(Dataset records)
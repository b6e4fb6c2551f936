//! Values templates are rendered against.

use serde::Serialize;
use serde_json::Value;
use tracing::debug;

use inductor_config::{Communicator, InductorConfig};

use crate::error::TemplateResult;

pub const DEFAULT_ISO_URL: &str = "http://care.dlservice.microsoft.com/dl/download/C/3/9/C399EEA8-135D-4207-92C9-6AAB3259F6EF/10240.16384.150709-1700.TH1_CLIENTENTERPRISEEVAL_OEMRET_X64FRE_EN-US.ISO";

/// Substitution values for one target OS.
///
/// Serialized field names are the ones templates use, e.g. `{{ .OSName }}`
/// or `{{ .IsoURL }}`.
#[derive(Debug, Clone, Serialize, PartialEq, Eq)]
#[serde(rename_all = "PascalCase")]
pub struct RenderOptions {
    #[serde(rename = "OSName")]
    pub os_name: String,
    pub product_key: String,
    pub windows_image_name: String,
    pub virtualbox_guest_os_type: String,
    pub vmware_guest_os_type: String,
    #[serde(rename = "IsoURL")]
    pub iso_url: String,
    pub iso_checksum_type: String,
    pub iso_checksum: String,
    pub communicator: Communicator,
    pub username: String,
    pub password: String,
    pub disk_size: u32,
    #[serde(rename = "RAM")]
    pub ram: u32,
    #[serde(rename = "CPU")]
    pub cpu: u8,
    pub headless: bool,
    pub windows_updates: bool,
}

/// Windows 10 Enterprise evaluation baseline.
impl Default for RenderOptions {
    fn default() -> Self {
        Self {
            os_name: "windows10".to_string(),
            product_key: String::new(),
            windows_image_name: "Windows 10 Enterprise Evaluation".to_string(),
            virtualbox_guest_os_type: "Windows81_64".to_string(),
            vmware_guest_os_type: "windows8srv-64".to_string(),
            iso_url: DEFAULT_ISO_URL.to_string(),
            iso_checksum_type: "sha1".to_string(),
            iso_checksum: "56ab095075be28a90bc0b510835280975c6bb2ce".to_string(),
            communicator: Communicator::WinRm,
            username: "vagrant".to_string(),
            password: "vagrant".to_string(),
            disk_size: 61400,
            ram: 2048,
            cpu: 2,
            headless: true,
            windows_updates: true,
        }
    }
}

impl RenderOptions {
    /// Options for `os_name`, layered as built-in defaults, then the global
    /// `config` section, then the OS entry and finally the chosen edition.
    /// Empty strings in the configuration leave the lower layer in place.
    pub fn from_config(
        config: &InductorConfig,
        os_name: &str,
        edition: Option<&str>,
    ) -> TemplateResult<Self> {
        let os = config.get_required(os_name)?;
        let settings = &config.settings;
        let mut opts = Self {
            os_name: os.name.clone(),
            ..Self::default()
        };

        if let Some(headless) = settings.headless() {
            opts.headless = headless;
        }
        opts.windows_updates = settings.windows_updates;
        opts.communicator = settings.communicator;
        if let Some(username) = &settings.username {
            opts.username = username.clone();
        }
        if let Some(password) = &settings.password {
            opts.password = password.clone();
        }
        if let Some(ram) = settings.ram {
            opts.ram = ram;
        }
        if let Some(cpu) = settings.cpu {
            opts.cpu = cpu;
        }
        if let Some(disk_size) = settings.disk_size {
            opts.disk_size = disk_size;
        }

        set_if_present(&mut opts.iso_url, &os.iso_url);
        set_if_present(&mut opts.iso_checksum, &os.iso_checksum);
        set_if_present(&mut opts.iso_checksum_type, &os.iso_checksum_type);
        set_if_present(&mut opts.virtualbox_guest_os_type, &os.virtualbox_guest_os_type);
        set_if_present(&mut opts.vmware_guest_os_type, &os.vmware_guest_os_type);
        if let Some(image) = &os.windows_image_name {
            set_if_present(&mut opts.windows_image_name, image);
        }
        if let Some(key) = &os.product_key {
            set_if_present(&mut opts.product_key, key);
        }

        if let Some((name, edition)) = os.edition(edition)? {
            debug!("Using edition {} of {}", name, os.name);
            set_if_present(&mut opts.windows_image_name, &edition.windows_image_name);
            set_if_present(&mut opts.product_key, &edition.product_key);
        }

        Ok(opts)
    }

    /// Apply command line overrides on top of everything else.
    pub fn apply(&mut self, overrides: &RenderOverrides) {
        if let Some(key) = overrides.product_key.as_deref().filter(|k| !k.is_empty()) {
            self.product_key = key.to_string();
        }
        if overrides.skip_windows_updates {
            self.windows_updates = false;
        }
        if overrides.ssh {
            self.communicator = Communicator::Ssh;
        }
        if overrides.gui {
            self.headless = false;
        }
    }

    /// Field map handed to the template engine.
    pub fn to_value(&self) -> TemplateResult<Value> {
        Ok(serde_json::to_value(self)?)
    }
}

/// Overrides given on the command line. Unset flags leave the options alone.
#[derive(Debug, Clone, Default, PartialEq, Eq)]
pub struct RenderOverrides {
    pub product_key: Option<String>,
    pub skip_windows_updates: bool,
    pub ssh: bool,
    pub gui: bool,
}

fn set_if_present(target: &mut String, value: &str) {
    if !value.is_empty() {
        *target = value.to_string();
    }
}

▶ [Brief]: Once you have read the records above, write them all out exactly.

▶ [Completed exercise]:
repository b6e4fb6c2551f936
//! Values templates are rendered against.

use serde::Serialize;
use serde_json::Value;
use tracing::debug;

use inductor_config::{Communicator, InductorConfig};

use crate::error::TemplateResult;

pub const DEFAULT_ISO_URL: &str = "http://care.dlservice.microsoft.com/dl/download/C/3/9/C399EEA8-135D-4207-92C9-6AAB3259F6EF/10240.16384.150709-1700.TH1_CLIENTENTERPRISEEVAL_OEMRET_X64FRE_EN-US.ISO";

/// Substitution values for one target OS.
///
/// Serialized field names are the ones templates use, e.g. `{{ .OSName }}`
/// or `{{ .IsoURL }}`.
#[derive(Debug, Clone, Serialize, PartialEq, Eq)]
#[serde(rename_all = "PascalCase")]
pub struct RenderOptions {
    #[serde(rename = "OSName")]
    pub os_name: String,
    pub product_key: String,
    pub windows_image_name: String,
    pub virtualbox_guest_os_type: String,
    pub vmware_guest_os_type: String,
    #[serde(rename = "IsoURL")]
    pub iso_url: String,
    pub iso_checksum_type: String,
    pub iso_checksum: String,
    pub communicator: Communicator,
    pub username: String,
    pub password: String,
    pub disk_size: u32,
    #[serde(rename = "RAM")]
    pub ram: u32,
    #[serde(rename = "CPU")]
    pub cpu: u8,
    pub headless: bool,
    pub windows_updates: bool,
}

/// Windows 10 Enterprise evaluation baseline.
impl Default for RenderOptions {
    fn default() -> Self {
        Self {
            os_name: "windows10".to_string(),
            product_key: String::new(),
            windows_image_name: "Windows 10 Enterprise Evaluation".to_string(),
            virtualbox_guest_os_type: "Windows81_64".to_string(),
            vmware_guest_os_type: "windows8srv-64".to_string(),
            iso_url: DEFAULT_ISO_URL.to_string(),
            iso_checksum_type: "sha1".to_string(),
            iso_checksum: "56ab095075be28a90bc0b510835280975c6bb2ce".to_string(),
            communicator: Communicator::WinRm,
            username: "vagrant".to_string(),
            password: "vagrant".to_string(),
            disk_size: 61400,
            ram: 2048,
            cpu: 2,
            headless: true,
            windows_updates: true,
        }
    }
}

impl RenderOptions {
    /// Options for `os_name`, layered as built-in defaults, then the global
    /// `config` section, then the OS entry and finally the chosen edition.
    /// Empty strings in the configuration leave the lower layer in place.
    pub fn from_config(
        config: &InductorConfig,
        os_name: &str,
        edition: Option<&str>,
    ) -> TemplateResult<Self> {
        let os = config.get_required(os_name)?;
        let settings = &config.settings;
        let mut opts = Self {
            os_name: os.name.clone(),
            ..Self::default()
        };

        if let Some(headless) = settings.headless() {
            opts.headless = headless;
        }
        opts.windows_updates = settings.windows_updates;
        opts.communicator = settings.communicator;
        if let Some(username) = &settings.username {
            opts.username = username.clone();
        }
        if let Some(password) = &settings.password {
            opts.password = password.clone();
        }
        if let Some(ram) = settings.ram {
            opts.ram = ram;
        }
        if let Some(cpu) = settings.cpu {
            opts.cpu = cpu;
        }
        if let Some(disk_size) = settings.disk_size {
            opts.disk_size = disk_size;
        }

        set_if_present(&mut opts.iso_url, &os.iso_url);
        set_if_present(&mut opts.iso_checksum, &os.iso_checksum);
        set_if_present(&mut opts.iso_checksum_type, &os.iso_checksum_type);
        set_if_present(&mut opts.virtualbox_guest_os_type, &os.virtualbox_guest_os_type);
        set_if_present(&mut opts.vmware_guest_os_type, &os.vmware_guest_os_type);
        if let Some(image) = &os.windows_image_name {
            set_if_present(&mut opts.windows_image_name, image);
        }
        if let Some(key) = &os.product_key {
            set_if_present(&mut opts.product_key, key);
        }

        if let Some((name, edition)) = os.edition(edition)? {
            debug!("Using edition {} of {}", name, os.name);
            set_if_present(&mut opts.windows_image_name, &edition.windows_image_name);
            set_if_present(&mut opts.product_key, &edition.product_key);
        }

        Ok(opts)
    }

    /// Apply command line overrides on top of everything else.
    pub fn apply(&mut self, overrides: &RenderOverrides) {
        if let Some(key) = overrides.product_key.as_deref().filter(|k| !k.is_empty()) {
            self.product_key = key.to_string();
        }
        if overrides.skip_windows_updates {
            self.windows_updates = false;
        }
        if overrides.ssh {
            self.communicator = Communicator::Ssh;
        }
        if overrides.gui {
            self.headless = false;
        }
    }

    /// Field map handed to the template engine.
    pub fn to_value(&self) -> TemplateResult<Value> {
        Ok(serde_json::to_value(self)?)
    }
}

/// Overrides given on the command line. Unset flags leave the options alone.
#[derive(Debug, Clone, Default, PartialEq, Eq)]
pub struct RenderOverrides {
    pub product_key: Option<String>,
    pub skip_windows_updates: bool,
    pub ssh: bool,
    pub gui: bool,
}

fn set_if_present(target: &mut String, value: &str) {
    if !value.is_empty() {
        *target = value.to_string();
    }
}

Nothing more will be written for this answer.